» **What you should do**
Give back all of the data exactly as it appears here.

» **The data**
use cgmath::{Deg, Quaternion, Rotation, Rotation3, Vector3};
use learn_ngin::{
    AppConfig, AppContext, Project,
    data_structures::{
        light::Light,
        texture::TexKind,
        transform::Transform,
    },
    renderer::Renderer,
};

const POINT_LIGHTS: [[f32; 3]; 4] = [
    [0.7, 0.2, 2.0],
    [2.3, -3.3, -4.0],
    [-4.0, 2.0, -12.0],
    [0.0, 0.0, -3.0],
];

/// Degrees per second the first point light circles the scene.
const ORBIT_SPEED: f32 = 20.0;

#[derive(Default)]
struct Demo {
    orbiting: Option<usize>,
    flashlight: Option<usize>,
}

/// Loads `file`, falling back to a flat colour if it cannot be read.
fn texture_or(renderer: &mut Renderer, file: &str, kind: TexKind, fallback: [u8; 4]) -> anyhow::Result<usize> {
    match renderer.load_texture(file, kind) {
        Ok(idx) => Ok(idx),
        Err(e) => {
            log::warn!("{e:#}, using a flat colour instead");
            renderer.add_solid_texture(fallback, kind)
        }
    }
}

impl Project for Demo {
    fn startup(&mut self, ctx: &mut AppContext) -> anyhow::Result<()> {
        let renderer = &mut ctx.renderer;

        renderer.load_lit_shader("shaders/lit");
        renderer.load_marker_shader("shaders/light");

        let diffuse = texture_or(renderer, "textures/container2.png", TexKind::Diffuse, [180, 120, 60, 255])?;
        let specular = texture_or(
            renderer,
            "textures/container2_specular.png",
            TexKind::Specular,
            [128, 128, 128, 255],
        )?;
        renderer.set_material(diffuse, specular);

        renderer.add_light(Light::directional(
            Vector3::new(-0.2, -1.0, -0.3),
            Vector3::new(0.4, 0.4, 0.4),
        ));
        for (i, position) in POINT_LIGHTS.iter().enumerate() {
            let idx = renderer.add_light(Light::point(Vector3::from(*position), Vector3::new(0.8, 0.8, 0.8)));
            if i == 0 {
                self.orbiting = Some(idx);
            }
        }
        let (position, forward) = (renderer.camera.position(), renderer.camera.forward());
        self.flashlight = Some(renderer.add_light(Light::spot(
            position,
            forward,
            Vector3::new(1.0, 1.0, 1.0),
            12.5,
            0.2,
        )));
        Ok(())
    }

    fn update(&mut self, ctx: &mut AppContext, _dt: f64) {
        let renderer = &mut ctx.renderer;
        let (position, forward) = (renderer.camera.position(), renderer.camera.forward());
        if let Some(spot) = self.flashlight.and_then(|idx| renderer.light_mut(idx)) {
            spot.transform = Transform::looking(position, forward);
        }
    }

    fn fixed_update(&mut self, ctx: &mut AppContext, fixed_dt: f64) {
        let turn = Quaternion::from_angle_y(Deg(ORBIT_SPEED * fixed_dt as f32));
        if let Some(light) = self.orbiting.and_then(|idx| ctx.renderer.light_mut(idx)) {
            light.transform.position = turn.rotate_vector(light.transform.position);
        }
    }

    fn shutdown(&mut self) {
        log::info!("Shutting down");
    }
}

/// Logs why the demo stopped early. The process exits with status 0 either way.
fn finish(result: anyhow::Result<()>) {
    if let Err(e) = result {
        log::error!("{e:#}");
    }
}

fn main() {
    finish(learn_ngin::run(Demo::default(), AppConfig::new(1600, 900, "OpenGL", false)));
}

#[cfg(test)]
mod tests {
    use super::*;

    #[test]
    fn failed_runs_still_finish_normally() {
        finish(Err(anyhow::anyhow!("no suitable adapter")));
        finish(Ok(()));
    }
}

» **Solution below**
use cgmath::{Deg, Quaternion, Rotation, Rotation3, Vector3};
use learn_ngin::{
    AppConfig, AppContext, Project,
    data_structures::{
        light::Light,
        texture::TexKind,
        transform::Transform,
    },
    renderer::Renderer,
};

const POINT_LIGHTS: [[f32; 3]; 4] = [
    [0.7, 0.2, 2.0],
    [2.3, -3.3, -4.0],
    [-4.0, 2.0, -12.0],
    [0.0, 0.0, -3.0],
];

/// Degrees per second the first point light circles the scene.
const ORBIT_SPEED: f32 = 20.0;

#[derive(Default)]
struct Demo {
    orbiting: Option<usize>,
    flashlight: Option<usize>,
}

/// Loads `file`, falling back to a flat colour if it cannot be read.
fn texture_or(renderer: &mut Renderer, file: &str, kind: TexKind, fallback: [u8; 4]) -> anyhow::Result<usize> {
    match renderer.load_texture(file, kind) {
        Ok(idx) => Ok(idx),
        Err(e) => {
            log::warn!("{e:#}, using a flat colour instead");
            renderer.add_solid_texture(fallback, kind)
        }
    }
}

impl Project for Demo {
    fn startup(&mut self, ctx: &mut AppContext) -> anyhow::Result<()> {
        let renderer = &mut ctx.renderer;

        renderer.load_lit_shader("shaders/lit");
        renderer.load_marker_shader("shaders/light");

        let diffuse = texture_or(renderer, "textures/container2.png", TexKind::Diffuse, [180, 120, 60, 255])?;
        let specular = texture_or(
            renderer,
            "textures/container2_specular.png",
            TexKind::Specular,
            [128, 128, 128, 255],
        )?;
        renderer.set_material(diffuse, specular);

        renderer.add_light(Light::directional(
            Vector3::new(-0.2, -1.0, -0.3),
            Vector3::new(0.4, 0.4, 0.4),
        ));
        for (i, position) in POINT_LIGHTS.iter().enumerate() {
            let idx = renderer.add_light(Light::point(Vector3::from(*position), Vector3::new(0.8, 0.8, 0.8)));
            if i == 0 {
                self.orbiting = Some(idx);
            }
        }
        let (position, forward) = (renderer.camera.position(), renderer.camera.forward());
        self.flashlight = Some(renderer.add_light(Light::spot(
            position,
            forward,
            Vector3::new(1.0, 1.0, 1.0),
            12.5,
            0.2,
        )));
        Ok(())
    }

    fn update(&mut self, ctx: &mut AppContext, _dt: f64) {
        let renderer = &mut ctx.renderer;
        let (position, forward) = (renderer.camera.position(), renderer.camera.forward());
        if let Some(spot) = self.flashlight.and_then(|idx| renderer.light_mut(idx)) {
            spot.transform = Transform::looking(position, forward);
        }
    }

    fn fixed_update(&mut self, ctx: &mut AppContext, fixed_dt: f64) {
        let turn = Quaternion::from_angle_y(Deg(ORBIT_SPEED * fixed_dt as f32));
        if let Some(light) = self.orbiting.and_then(|idx| ctx.renderer.light_mut(idx)) {
            light.transform.position = turn.rotate_vector(light.transform.position);
        }
    }

    fn shutdown(&mut self) {
        log::info!("Shutting down");
    }
}

/// Logs why the demo stopped early. The process exits with status 0 either way.
fn finish(result: anyhow::Result<()>) {
    if let Err(e) = result {
        log::error!("{e:#}");
    }
}

fn main() {
    finish(learn_ngin::run(Demo::default(), AppConfig::new(1600, 900, "OpenGL", false)));
}

#[cfg(test)]
mod tests {
    use super::*;

    #[test]
    fn failed_runs_still_finish_normally() {
        finish(Err(anyhow::anyhow!("no suitable adapter")));
        finish(Ok(()));
    }
}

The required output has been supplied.